Exile in Guyville, which was out of print, will be available on CD, vinyl and - for the first time ever - in digital format. The special reissue package will include four never-before-released songs from the original recording sessions: “Ant in Alaska,” with Phair simply accompanying herself on guitar, “Wild Thing,” wherein she uses the melody and central line of The Troggs’ 1966 1 hit as a jumping off point for an otherwise all-original song, “Say You,” which features Phair and a full band, and an untitled instrumental with Liz on guitar. Phair has also just completed a new, 60-minute DVD, “Guyville Redux,” for the reissue.

In “Guyville Redux” - which features an introduction by Dave Matthews, founder/co-owner of ATO Records - Liz and the “guys” of Guyville take us back to the making of the album, the male-dominated, Chicago independent music scene of the early 1990’s (which included Urge Overkill, Material Issue, and Smashing Pumpkins), and the Wicker Park neighborhood where it all happened. Phair interviews Gerard Cosloy and Chris Lombardi of Matador Records, which originally released the record, famed indie producer Steve Albini, Ira Glass of NPR’s “This American Life,” John Henderson of the elusive indie label Feel Good All Over, Brad Wood (producer of Exile In Guyville), John Cusack (who founded the Chicago avant-garde theater group New Crime Productions), Urge Overkill, and more.

Conceived as a song-by-song response to the Rolling Stones’ Exile on Main Street, Exile in Guyville was released in 1993, and ranked 1 that year on both the Village Voice Pazz & Jop critics poll and Spin magazine’s year-end critics poll. Incredibly influential to this day, its place as a seminal rock album has been reaffirmed by its inclusion in countless historical “best of” lists over the past 15 years, including: Rolling Stone’s “500 Greatest Albums of All Time,” Spin’s “100 Greatest Albums, 1985-2005,” Rolling Stone’s “Women in Rock (the 50 essential albums),” Blender’s “Best Indie Rock Albums of All Time,” Pitchfork’s “Top 100 Albums of the 1990’s,” and VH1’s “Greatest Albums Of All Time,” to name but a few.

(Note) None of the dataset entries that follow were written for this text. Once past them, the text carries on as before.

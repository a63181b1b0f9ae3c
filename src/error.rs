use std::path::PathBuf;

/// Errors raised while configuring, running or persisting a simulation.
#[derive(Debug, thiserror::Error)]
pub enum GlauberError {
    #[error("Configuration error: {0}")]
    Configuration(String),

    #[error("Checkpoint file not found: {}", .0.display())]
    CheckpointNotFound(PathBuf),

    #[error("Malformed checkpoint name {name:?}, expected `<prefix>-<iteration>.<ext>`")]
    MalformedCheckpointName { name: String },

    #[error("Checkpoint {} holds {found} bytes, expected at least {expected}", .path.display())]
    CheckpointTruncated {
        path: PathBuf,
        expected: usize,
        found: usize,
    },

    #[error("Index ({row}, {col}) out of range for {nrow}x{ncol} matrix")]
    OutOfRange {
        row: isize,
        col: isize,
        nrow: usize,
        ncol: usize,
    },

    #[error("Vertex {0} is not in the active set")]
    AbsentVertex(String),

    #[error("I/O error: {0}")]
    Io(#[from] std::io::Error),

    #[error("JSON error: {0}")]
    Json(#[from] serde_json::Error),
}

pub type Result<T> = std::result::Result<T, GlauberError>;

Exile in Guyville is, in the words of Pitchfork, “a certifiable indie roadtrip classic.”

"Exile in Guyville’ is miles more complex than the porn-star manifesto it was often considered,” says Alan Light (former Editor-in-Chief of Spin, Vibe and Tracks) in an essay penned especially for the reissue. “Phair spoke for the uncertainties facing a new generation of women, struggling to find a balance between sexual confidence and romance, between independence and isolation…Exile in Guyville sat at the center of a culture in transition.”